Biochemical and biological functions of proteins are the product of both the overall fold of the polypeptide chain, and, typically, structural motifs made up of smaller numbers of amino acids constituting a catalytic center or a binding site that may be remote from one another in amino acid sequence. Detection of such structural motifs can provide valuable insights into the function(s) of previously uncharacterized proteins.
Technically, this remains an extremely challenging problem because of the size of the Protein Data Bank (PDB) archive. We have developed a new approach that uses an inverted index strategy capable of analyzing >200,000 PDB structures with unmatched speed. The efficiency of our inverted index method depends critically on identifying the small number of structures containing the query motif and ignoring most of the structures that are irrelevant. Our approach enables real-time retrieval and superposition of structural motifs, either extracted from a reference structure or uploaded by the user.
Structural motif searching is available as part of the RCSB Advanced Search and RCSB Mol* plugin. Help documentation is available.
Current benchmark times to search in 208,702 PDB structures and 1,068,577 AlphaFold/RoseTTAFold predictions as of 8/16/23, obtained on an instance with 6 cores and 64 GB memory. All structure data is held in memory, inverted index data is read from an SSD.
| Motif | Definition | Found Assemblies | 'Paths' Time [ms] | 'Score' Time [ms] | Total Time [ms] |
|---|---|---|---|---|---|
| Serine Protease | 4cha - His:B-42, Asp:B-87, Ser:C-47 | 5,309 | 618 | 22 | 673 |
| Aminopeptidase | 1lap - Lys:A-250, Asp:A-255, Asp:A-273, Asp:A-332, Glu:A-334 | 91 | 158 | 1 | 181 |
| Zinc Fingers | 1g2f - Cys:F-7 His:F-25 His:F-29 | 739 | 135 | 3 | 160 |
| Enolase Superfamily | 2mnr - Lys:A-162, Asp:A-193, Glu:A-219, Glu:A-245, His:A-295 | 192 | 253 | 2 | 275 |
| Enolase Superfamily (exchanges) | 2mnr - Lys/His:A-162, Asp:A-193, Glu:A-219, Glu/Asp/Asn:A-245, His/Lys:A-295 | 210 | 2,996 | 14 | 3,032 |
| RNA G-Quadruplex | 3ibk - G:A-4, G:A-10, G:B-4, G:B-10 | 85 | 2,364 | 236 | 2,622 |
| Motif | Definition | Found Assemblies | 'Paths' Time [ms] | 'Score' Time [ms] | Total Time [ms] |
|---|---|---|---|---|---|
| Serine Protease | 4cha - His:B-42, Asp:B-87, Ser:C-47 | 10,254 | 1,710 | 125 | 1,988 |
| Aminopeptidase | 1lap - Lys:A-250, Asp:A-255, Asp:A-273, Asp:A-332, Glu:A-334 | 647 | 352 | 7 | 389 |
| Zinc Fingers | 1g2f - Cys:F-7 His:F-25 His:F-29 | 9,442 | 492 | 92 | 686 |
| Enolase Superfamily | 2mnr - Lys:A-162, Asp:A-193, Glu:A-219, Glu:A-245, His:A-295 | 328 | 659 | 5 | 689 |
| Enolase Superfamily (exchanges) | 2mnr - Lys/His:A-162, Asp:A-193, Glu:A-219, Glu/Asp/Asn:A-245, His/Lys:A-295 | 350 | 5,246 | 25 | 5,296 |
| RNA G-Quadruplex | 3ibk - G:A-4, G:A-10, G:B-4, G:B-10 | 85 | 2,453 | 253 | 2,742 |
Search for all assemblies that contain hits with an RMSD <2 Å. 'Paths' refers to the time spent on inverted index operations, which identify all candidate structures that contain the motif. 'Score' refers to the time spent on aligning candidate structures to the query and computing RMSD values.

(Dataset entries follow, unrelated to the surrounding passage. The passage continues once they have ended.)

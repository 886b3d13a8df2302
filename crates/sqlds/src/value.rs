//! Bound parameter values.
//!
//! A [`Value`] is what ends up in the argument list of a prepared statement.
//! Booleans never appear here: they are always rendered as keywords.

use chrono::{DateTime, FixedOffset};
use serde::Serialize;
use std::fmt;

/// A scalar bound to a placeholder in parameterized mode.
#[derive(Debug, Clone, PartialEq, Serialize)]
#[serde(untagged)]
pub enum Value {
    /// SQL NULL
    Null,
    /// Any integral input, normalized to 64 bits
    Int(i64),
    /// Any floating input, widened to 64 bits
    Float(f64),
    /// Text, including the output of custom value conversions
    Text(String),
    /// A timestamp with its original offset
    Timestamp(DateTime<FixedOffset>),
}

impl Value {
    /// Returns `true` if this value is NULL.
    pub fn is_null(&self) -> bool {
        matches!(self, Self::Null)
    }

    pub fn as_i64(&self) -> Option<i64> {
        match self {
            Self::Int(v) => Some(*v),
            _ => None,
        }
    }

    pub fn as_f64(&self) -> Option<f64> {
        match self {
            Self::Float(v) => Some(*v),
            _ => None,
        }
    }

    pub fn as_str(&self) -> Option<&str> {
        match self {
            Self::Text(v) => Some(v),
            _ => None,
        }
    }
}

impl fmt::Display for Value {
    fn fmt(&self, f: &mut fmt::Formatter<'_>) -> fmt::Result {
        match self {
            Self::Null => f.write_str("NULL"),
            Self::Int(v) => write!(f, "{v}"),
            Self::Float(v) => write!(f, "{v}"),
            Self::Text(v) => write!(f, "{v:?}"),
            Self::Timestamp(v) => write!(f, "{}", v.to_rfc3339()),
        }
    }
}

impl From<i64> for Value {
    fn from(v: i64) -> Self {
        Self::Int(v)
    }
}

impl From<f64> for Value {
    fn from(v: f64) -> Self {
        Self::Float(v)
    }
}

impl From<&str> for Value {
    fn from(v: &str) -> Self {
        Self::Text(v.to_string())
    }
}

impl From<String> for Value {
    fn from(v: String) -> Self {
        Self::Text(v)
    }
}

impl From<DateTime<FixedOffset>> for Value {
    fn from(v: DateTime<FixedOffset>) -> Self {
        Self::Timestamp(v)
    }
}

#[cfg(feature = "postgres")]
mod postgres {
    use super::Value;
    use bytes::BytesMut;
    use std::error::Error;
    use tokio_postgres::types::{IsNull, ToSql, Type};

    // Integers and floats adapt to the column width the server asks for.
    impl ToSql for Value {
        fn to_sql(
            &self,
            ty: &Type,
            out: &mut BytesMut,
        ) -> Result<IsNull, Box<dyn Error + Sync + Send>> {
            match self {
                Value::Null => Ok(IsNull::Yes),
                Value::Int(v) => match *ty {
                    Type::INT2 => i16::try_from(*v)?.to_sql(ty, out),
                    Type::INT4 => i32::try_from(*v)?.to_sql(ty, out),
                    Type::INT8 => v.to_sql(ty, out),
                    _ => Err(format!("cannot bind integer to {ty}").into()),
                },
                Value::Float(v) => match *ty {
                    Type::FLOAT4 => (*v as f32).to_sql(ty, out),
                    Type::FLOAT8 => v.to_sql(ty, out),
                    _ => Err(format!("cannot bind float to {ty}").into()),
                },
                Value::Text(v) => v.to_sql(ty, out),
                Value::Timestamp(v) => match *ty {
                    Type::TIMESTAMP => v.naive_utc().to_sql(ty, out),
                    _ => v.to_sql(ty, out),
                },
            }
        }

        fn accepts(ty: &Type) -> bool {
            matches!(
                *ty,
                Type::INT2
                    | Type::INT4
                    | Type::INT8
                    | Type::FLOAT4
                    | Type::FLOAT8
                    | Type::TEXT
                    | Type::VARCHAR
                    | Type::BPCHAR
                    | Type::NAME
                    | Type::UNKNOWN
                    | Type::TIMESTAMP
                    | Type::TIMESTAMPTZ
            )
        }

        tokio_postgres::types::to_sql_checked!();
    }

}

Computed structure models ignore unreliable regions with pLDDT <70.
- nucleotide support
- inter-chain & assembly support
- position-specific exchanges
- modified residues
- support for computed structure models, like from AlphaFold
- detect motifs in a structure of interest
strucmotif-search is distributed by maven and supports Java 11+. To get started, append your pom.xml by:
<dependency> <groupId>org.rcsb</groupId> <artifactId>strucmotif-search</artifactId> <version>0.22.0</version> </dependency>An alternative way to use the library is cloning this repository and building the corresponding Maven modules.
The Strucmotif class provides a fluent API to process structural motif queries.
Strucmotif.searchForStructures() // several ways can be used to define the query motif - e.g., specify a PDB entry id .defineByPdbIdAndSelection("4cha", // and a collection of sequence positions to extract residues to use as motif List.of(new LabelSelection("B", "1", 42), // HIS new LabelSelection("B", "1", 87), // ASP new LabelSelection("C", "1", 47))) // SER .rmsdCutoff(1.0) .buildParameters() .buildContext() .run() .getHits() .stream() .map(hit -> hit.structureIdentifier() + "_" + hit.assemblyIdentifier() + " @ " + hit.labelSelections() + " - RMSD: " + hit.rmsd()) .forEach(System.out::println);This process can also be reversed to detect whether a structure of unknown function contains characteristic motifs.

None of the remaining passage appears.